I'm with you man. They say you can't win if you don't play, and my reply is always yeah well your chances are almost exactly the same either way so I'll keep my dollar instead of giving it to The Man.

Reactions: Agree 4


----------



## Tony (Jan 9, 2016)

Kevin said:


> I'm with you man. They say you can't win if you don't play, and my reply is always yeah well your chances are almost exactly the same either way so I'll keep my dollar instead of giving it to The Man.



I generally agree with you on this Kevin, but since @Wildthings is going to win this I'll donate $5 to the pot. What can I say, Barry is my friend! Tony

Reactions: Like 3


----------



## Bigdrowdy1 (Jan 9, 2016)

Well it don't look like I am going to be making any big wood purchases.Like a house, shop, forest and so forth!!!!!!

Reactions: Like 1


----------



## Wildthings (Jan 9, 2016)

Tony said:


> I generally agree with you on this Kevin, but since @Wildthings is going to win this I'll donate $5 to the pot. What can I say, Barry is my friend! Tony


And I'll pay your way fishing with me

Reactions: Thank You! 1


----------



## ripjack13 (Jan 9, 2016)

I haven't looked yet.....


----------



## Tclem (Jan 9, 2016)

If I win it I am going to buy all the wood @woodintyuuu has

Reactions: Agree 1 | Funny 1


----------



## ripjack13 (Jan 9, 2016)



Reactions: Agree 2 | Funny 9


----------



## Kevin (Jan 10, 2016)

So is this powerball in all 50 states or what? I thought each state had its own lottery.


----------



## Kevin (Jan 10, 2016)

And how can no one win? This reinforces my claim that your chances of winning are the same whether you buy a ticket or not. Makes me look pretty smart don't it?

Reactions: Agree 1 | Funny 1


----------



## JR Custom Calls (Jan 10, 2016)

Each state (or at least most of them?) have their own lottery... but the powerball is shared between all states. 

Recently, they increased the number pool, which allowed the jackpot to get bigger, but made the odds smaller for everyone.


----------



## duncsuss (Jan 10, 2016)

JR Custom Calls said:


> ... but made the odds smaller for everyone.
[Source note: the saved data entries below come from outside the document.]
impl TorrentCandidate {
    /// Decode the item at `position` (0-based) of a torrent list.
    pub fn from_json(value: &Value, position: usize) -> Self {
        let empty = Map::new();
        let obj = value.as_object().unwrap_or(&empty);

        Self {
            option: option_field(obj, position),
            title: text_field(obj, &["title"]),
            seeders: count_field(obj, &["seeders", "seeds"]),
            leechers: count_field(obj, &["leechers", "leeches"]),
            size: ["size", "size_bytes"]
                .iter()
                .find_map(|k| obj.get(*k).and_then(SizeField::from_json)),
            uploader: text_field(obj, &["uploader"]),
            category: text_field(obj, &["category"]),
            subcat: text_field(obj, &["subcat"]),
            magnet: text_field(obj, &["magnet"]),
            time: ["time", "publish_date", "added"]
                .iter()
                .find_map(|k| obj.get(*k).and_then(TimeField::from_json)),
        }
    }
}

/// One broadcast slot the DVR could record.
#[derive(Clone, Debug, PartialEq)]
pub struct RecordCandidate {
    pub option: u32,
    pub title: Option<String>,
    pub date: Option<String>,
    pub time: Option<String>,
    pub channel: Option<String>,
    pub duration: Option<String>,
}

impl RecordCandidate {
    pub fn from_json(value: &Value, position: usize) -> Self {
        let empty = Map::new();
        let obj = value.as_object().unwrap_or(&empty);

        Self {
            option: option_field(obj, position),
            title: text_field(obj, &["title"]),
            date: text_field(obj, &["date"]),
            time: text_field(obj, &["time"]),
            channel: text_field(obj, &["channel"]),
            duration: text_field(obj, &["duration"]),
        }
    }
}

/// Identifier of a recurring rule, echoed back exactly as the server sent it.
#[derive(Clone, Debug, PartialEq, Eq, Serialize)]
#[serde(untagged)]
pub enum RuleId {
    Number(u64),
    Text(String),
}

impl RuleId {
    /// Numeric ids are sent as JSON numbers, anything else as a string.
    pub fn parse(s: &str) -> Result<Self> {
        let s = s.trim();
        if s.is_empty() {
            return Err(AppError::validation("Rule ID required"));
        }
        Ok(match s.parse::<u64>() {
            Ok(n) => RuleId::Number(n),
            Err(_) => RuleId::Text(s.to_string()),
        })
    }

    fn from_json(value: &Value) -> Option<Self> {
        match value {
            Value::Number(n) => n.as_u64().map(RuleId::Number),
            Value::String(s) if !s.trim().is_empty() => Some(RuleId::Text(s.clone())),
            _ => None,
        }
    }
}

impl std::fmt::Display for RuleId {
    fn fmt(&self, f: &mut std::fmt::Formatter<'_>) -> std::fmt::Result {
        match self {
            RuleId::Number(n) => write!(f, "{}", n),
            RuleId::Text(s) => write!(f, "{}", s),
        }
    }
}

/// A weekly recording rule from `/recurring_status`.
#[derive(Clone, Debug, PartialEq)]
pub struct RecurringRule {
    pub id: Option<RuleId>,
    pub title: Option<String>,
    pub channel: Option<String>,
    pub time: Option<String>,
    pub days: Vec<String>,
    pub last_started_at: Option<String>,
    pub status: Option<String>,
}

impl RecurringRule {
    pub fn from_json(value: &Value) -> Self {
        let empty = Map::new();
        let obj = value.as_object().unwrap_or(&empty);

        Self {
            id: obj.get("id").and_then(RuleId::from_json),
            title: text_field(obj, &["title"]),
            channel: text_field(obj, &["channel_number", "channel"]),
            time: text_field(obj, &["time"]),
            days: obj
                .get("days")
                .and_then(Value::as_array)
                .map(|days| days.iter().filter_map(Value::as_str).map(str::to_string).collect())
                .unwrap_or_default(),
            last_started_at: text_field(obj, &["last_started_at"]),
            status: text_field(obj, &["status"]),
        }
    }
}

/// One entry of `/recent_recordings`.
#[derive(Clone, Debug, PartialEq)]
pub struct ScheduledRecording {
    pub id: Option<u64>,
    pub title: Option<String>,
    pub channel: Option<String>,
    pub date: Option<String>,
    pub time: Option<String>,
    pub status: Option<String>,
    pub scheduled_at: Option<String>,
}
... for everyone _*except the lotteries themselves*_

Reactions: Agree 4


----------



## kazuma78 (Jan 10, 2016)

For about a 400 million investment you could guarantee a win. But you risk someone else getting a winning number at that point haha


----------



## duncsuss (Jan 10, 2016)

kazuma78 said:


> For about a 400 million investment you could guarantee a win. But you risk someone else getting a winning number at that point haha


I can hear somebody saying, "that's okay, the pot will be bigger because of the 400 million I just added to it."

Reactions: Like 1 | Funny 3 | Informative 1


----------



## Kevin (Jan 10, 2016)

JR Custom Calls said:


> but made the odds smaller for everyone.



Yeah like . . . 0% last night. 

I just googled powerball after I made my post and see it is over a billion bucks. That's a lot of dough. I can see how it draws so many in to play. Who wouldn't want to be a billionaire. But I just focus on the odds. Zero.

Think your perfect 3-point shot makes you a shoo-in for the Dallas Mavericks? The odds of being drafted to play in the NBA after college if you're a high school senior basketball player are a slim 1 in 6,864,000, still WAYYYY better than Powerball odds.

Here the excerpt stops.